Make two lists.
The first: All the people you don’t want to talk to.
It should include, but not be limited to:
- the bro whose grandma has had diabetes foreverrrrr and she’s like, fine dude
- anyone using the combination of “journey”, “healing” or “embrace” in a single sentence
- the colleague prepping for vacation by sharing photos across social media of her #fitlife
- the LinkedIn contact who wants to get drinks and catch up for real
- Gwyneth Paltrow
The second: All the people you do.
I started this blog because I thought it’d be funny. Not autoimmune disease necessarily, but my perspective on it. At the time, I had one condition (grave’s) and a few weeks of dealing with it by name. I thought if I could figure out the parts to make light of, I would rise above the mediocrity of its existing literature and become its sardonic, witty authority. This was an inaccurate assumption.
Two years shy of that original diagnosis and I have two others to add – Type 1 diabetes and celiac. I’ll freely admit the celiac bit is almost funny, if only because I’ve spent so much time scowling at consumers of the gluten-free lifestyle. In the case of diabetes, the challenge of my wannabe humor becomes quite clear.
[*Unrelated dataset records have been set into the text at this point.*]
use chrono::{DateTime, Utc};
use serde::{Deserialize, Serialize};

/// Who said it
#[derive(Debug, Clone, Copy, PartialEq, Eq, Serialize, Deserialize)]
#[serde(rename_all = "lowercase")]
pub enum Speaker {
    User,
    Ai,
}

/// One entry in the conversation history; never mutated after creation
#[derive(Debug, Clone, PartialEq, Serialize, Deserialize)]
pub struct ConversationMessage {
    pub id: String,
    pub sender: Speaker,
    pub text: String,
    pub timestamp: DateTime<Utc>,
}

impl ConversationMessage {
    pub fn new(sender: Speaker, text: impl Into<String>) -> Self {
        Self {
            id: format!("msg-{}", uuid::Uuid::new_v4()),
            sender,
            text: text.into(),
            timestamp: Utc::now(),
        }
    }

    pub fn user(text: impl Into<String>) -> Self {
        Self::new(Speaker::User, text)
    }

    pub fn ai(text: impl Into<String>) -> Self {
        Self::new(Speaker::Ai, text)
    }
}

#[derive(Debug, Clone, Copy, PartialEq, Eq, Serialize, Deserialize)]
#[serde(rename_all = "lowercase")]
pub enum TagSource {
    /// The user named the interest
    Mentioned,
    /// A trait read from how the user describes themselves
    Inferred,
}

/// An interest the companion picked up from conversation
#[derive(Debug, Clone, PartialEq, Eq, Serialize, Deserialize)]
pub struct CompanionTag {
    pub label: String,
    pub source: TagSource,
}

impl CompanionTag {
    pub fn mentioned(label: impl Into<String>) -> Self {
        Self {
            label: label.into(),
            source: TagSource::Mentioned,
        }
    }

    pub fn inferred(label: impl Into<String>) -> Self {
        Self {
            label: label.into(),
            source: TagSource::Inferred,
        }
    }
}

const TAG_KEYWORDS: &[(&[&str], &str, TagSource)] = &[
    (&["garden", "plant"], "Gardening", TagSource::Mentioned),
    (&["quiet", "peaceful"], "Quiet spaces", TagSource::Mentioned),
    (&["walk", "outdoor"], "Walking", TagSource::Mentioned),
    (&["knit", "craft"], "Crafts", TagSource::Mentioned),
    (&["shy", "introvert"], "Introvert", TagSource::Inferred),
];

/// Interest tags mentioned in a user utterance
pub fn detect_tags(text: &str) -> Vec<CompanionTag> {
    let lower = text.to_lowercase();
    TAG_KEYWORDS
        .iter()
        .filter(|(keywords, _, _)| keywords.iter().any(|k| lower.contains(k)))
        .map(|(_, label, source)| CompanionTag {
            label: label.to_string(),
            source: *source,
        })
        .collect()
}

#[cfg(test)]
mod tests {
    use super::*;

    #[test]
    fn detects_multiple_tags_in_order() {
        let tags = detect_tags("I love my Garden and a quiet walk");
        let labels: Vec<_> = tags.iter().map(|t| t.label.as_str()).collect();
        assert_eq!(labels, vec!["Gardening", "Quiet spaces", "Walking"]);
        assert!(tags.iter().all(|t| t.source == TagSource::Mentioned));
    }

    #[test]
    fn personality_tags_are_inferred() {
        let tags = detect_tags("I'm a bit shy but I like crafts");
        assert_eq!(
            tags,
            vec![CompanionTag::mentioned("Crafts"), CompanionTag::inferred("Introvert")]
        );
    }

    #[test]
    fn no_tags_for_small_talk() {
        assert!(detect_tags("hello, how are you").is_empty());
    }

    #[test]
    fn message_ids_are_unique() {
        let a = ConversationMessage::user("hi");
        let b = ConversationMessage::user("hi");
        assert_ne!(a.id, b.id);
        assert_eq!(a.sender, Speaker::User);
    }

    #[test]
    fn speaker_serializes_lowercase() {
        let json = serde_json::to_string(&ConversationMessage::ai("hello")).unwrap();
        assert!(json.contains("\"sender\":\"ai\""));
    }
}
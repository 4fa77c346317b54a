use bytes::Bytes;
use serde::{Deserialize, Serialize};
use tracing::{debug, warn};

/// JSON text frame sent by the voice endpoint
#[derive(Debug, Clone, PartialEq, Serialize, Deserialize)]
#[serde(tag = "type", rename_all = "snake_case")]
pub enum ServerMessage {
    Transcription {
        #[serde(default)]
        text: String,
        #[serde(default, skip_serializing_if = "Option::is_none")]
        latency_ms: Option<u64>,
    },
    Response {
        #[serde(default)]
        text: String,
    },
    Complete {
        #[serde(default, alias = "text", skip_serializing_if = "Option::is_none")]
        response_text: Option<String>,
    },
    Error {
        #[serde(default)]
        message: String,
    },
    Status {
        #[serde(default)]
        message: String,
    },
    FirstToken {
        #[serde(default)]
        latency_ms: Option<u64>,
    },
    FirstAudio {
        #[serde(default)]
        latency_ms: Option<u64>,
    },
    Pong,
}

/// Event delivered to the session controller, in arrival order
#[derive(Debug, Clone, PartialEq)]
pub enum SessionEvent {
    /// What the endpoint heard the user say
    Transcription { text: String },
    /// The companion's reply text
    ReplyText { text: String },
    /// One chunk of encoded reply audio
    AudioFrame(Bytes),
    /// Terminal marker for the turn
    Complete { response_text: Option<String> },
    /// Endpoint-side failure for the current turn
    ServerError { message: String },
    /// Informational progress update
    Status { message: String },
}

impl ServerMessage {
    /// Map to a session event; latency markers and pongs carry nothing for the session
    pub fn into_event(self) -> Option<SessionEvent> {
        match self {
            ServerMessage::Transcription { text, .. } => Some(SessionEvent::Transcription { text }),
            ServerMessage::Response { text } => Some(SessionEvent::ReplyText { text }),
            ServerMessage::Complete { response_text } => {
                Some(SessionEvent::Complete { response_text })
            }
            ServerMessage::Error { message } => Some(SessionEvent::ServerError { message }),
            ServerMessage::Status { message } => Some(SessionEvent::Status { message }),
            ServerMessage::FirstToken { latency_ms } => {
                debug!("First token after {:?}ms", latency_ms);
                None
            }
            ServerMessage::FirstAudio { latency_ms } => {
                debug!("First audio after {:?}ms", latency_ms);
                None
            }
            ServerMessage::Pong => None,
        }
    }
}

/// Parse a text frame; malformed or unknown frames are logged and skipped
pub fn parse_text_frame(text: &str) -> Option<SessionEvent> {
    match serde_json::from_str::<ServerMessage>(text) {
        Ok(message) => message.into_event(),
        Err(e) => {
            warn!("Skipping unrecognized text frame ({}): {}", e, text);
            None
        }
    }
}

#[cfg(test)]
mod tests {
    use super::*;

    #[test]
    fn parses_turn_messages() {
        assert_eq!(
            parse_text_frame(r#"{"type":"transcription","text":"hello","latency_ms":120}"#),
            Some(SessionEvent::Transcription { text: "hello".to_string() })
        );
        assert_eq!(
            parse_text_frame(r#"{"type":"response","text":"hi there"}"#),
            Some(SessionEvent::ReplyText { text: "hi there".to_string() })
        );
        assert_eq!(
            parse_text_frame(r#"{"type":"complete"}"#),
            Some(SessionEvent::Complete { response_text: None })
        );
        assert_eq!(
            parse_text_frame(r#"{"type":"complete","response_text":"done"}"#),
            Some(SessionEvent::Complete { response_text: Some("done".to_string()) })
        );
    }

    #[test]
    fn latency_markers_are_dropped() {
        assert_eq!(parse_text_frame(r#"{"type":"first_audio","latency_ms":300}"#), None);
        assert_eq!(parse_text_frame(r#"{"type":"pong"}"#), None);
    }

    #[test]
    fn unknown_and_malformed_frames_are_skipped() {
        assert_eq!(parse_text_frame(r#"{"type":"mystery"}"#), None);
        assert_eq!(parse_text_frame("not json"), None);
    }

    #[test]
    fn error_frames_become_server_errors() {
        assert_eq!(
            parse_text_frame(r#"{"type":"error","message":"Could not transcribe audio"}"#),
            Some(SessionEvent::ServerError {
                message: "Could not transcribe audio".to_string()
            })
        );
    }
}
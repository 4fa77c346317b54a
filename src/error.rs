use thiserror::Error;

/// Errors raised by the voice subsystem.
///
/// None of these are fatal to the application: every failure leaves the
/// session in an idle, retryable state.
#[derive(Error, Debug, Clone, PartialEq, Eq)]
pub enum VoiceError {
    #[error("Microphone access denied: {0}")]
    PermissionDenied(String),

    #[error("Audio device unavailable: {0}")]
    DeviceUnavailable(String),

    #[error("Connection error: {0}")]
    Connection(String),

    #[error("Transport is not open")]
    NotConnected,

    #[error("Failed to decode reply audio: {0}")]
    PlaybackDecode(String),

    #[error("Playback failed: {0}")]
    Playback(String),

    #[error("Assistant call failed: {0}")]
    AssistantCall(String),

    #[error("No response from the voice endpoint within {0} ms")]
    ResponseTimeout(u64),

    #[error("Voice endpoint reported an error: {0}")]
    Server(String),

    #[error("Capture error: {0}")]
    Capture(String),

    #[error("I/O error: {0}")]
    Io(String),

    #[error("Voice session has shut down")]
    SessionClosed,
}

impl VoiceError {
    /// Stable label used in session updates and HTTP error bodies
    pub fn kind(&self) -> &'static str {
        match self {
            VoiceError::PermissionDenied(_) => "permission_denied",
            VoiceError::DeviceUnavailable(_) => "device_unavailable",
            VoiceError::Connection(_) => "connection_error",
            VoiceError::NotConnected => "not_connected",
            VoiceError::PlaybackDecode(_) => "playback_decode_error",
            VoiceError::Playback(_) => "playback_error",
            VoiceError::AssistantCall(_) => "assistant_call_error",
            VoiceError::ResponseTimeout(_) => "response_timeout",
            VoiceError::Server(_) => "server_error",
            VoiceError::Capture(_) => "capture_error",
            VoiceError::Io(_) => "io_error",
            VoiceError::SessionClosed => "session_closed",
        }
    }
}

impl From<std::io::Error> for VoiceError {
    fn from(e: std::io::Error) -> Self {
        if e.kind() == std::io::ErrorKind::PermissionDenied {
            VoiceError::PermissionDenied(e.to_string())
        } else {
            VoiceError::Io(e.to_string())
        }
    }
}

impl From<hound::Error> for VoiceError {
    fn from(e: hound::Error) -> Self {
        match e {
            hound::Error::IoError(io) => io.into(),
            other => VoiceError::Capture(other.to_string()),
        }
    }
}

pub type Result<T> = std::result::Result<T, VoiceError>;

#[cfg(test)]
mod tests {
    use super::*;

    #[test]
    fn io_permission_maps_to_permission_denied() {
        let io = std::io::Error::new(std::io::ErrorKind::PermissionDenied, "nope");
        let err: VoiceError = io.into();
        assert_eq!(err.kind(), "permission_denied");
    }

    #[test]
    fn other_io_errors_stay_io() {
        let io = std::io::Error::new(std::io::ErrorKind::NotFound, "missing");
        let err: VoiceError = io.into();
        assert!(matches!(err, VoiceError::Io(_)));
    }
}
It doesn’t feel funny, or fine. It doesn’t feel tragic, or fatal or profound. It feels tiring and disappointing and ongoing. It is a chronic narrative with occasional crises. It feels empty and boring and viceless. I feel empty, and boring and viceless. My day revolves around a little meter and the numbers it sends to the screen.
Sometimes I pretend it doesn’t exist. Occasionally it is all I can think about.
It is so much, and also so little, at the same time.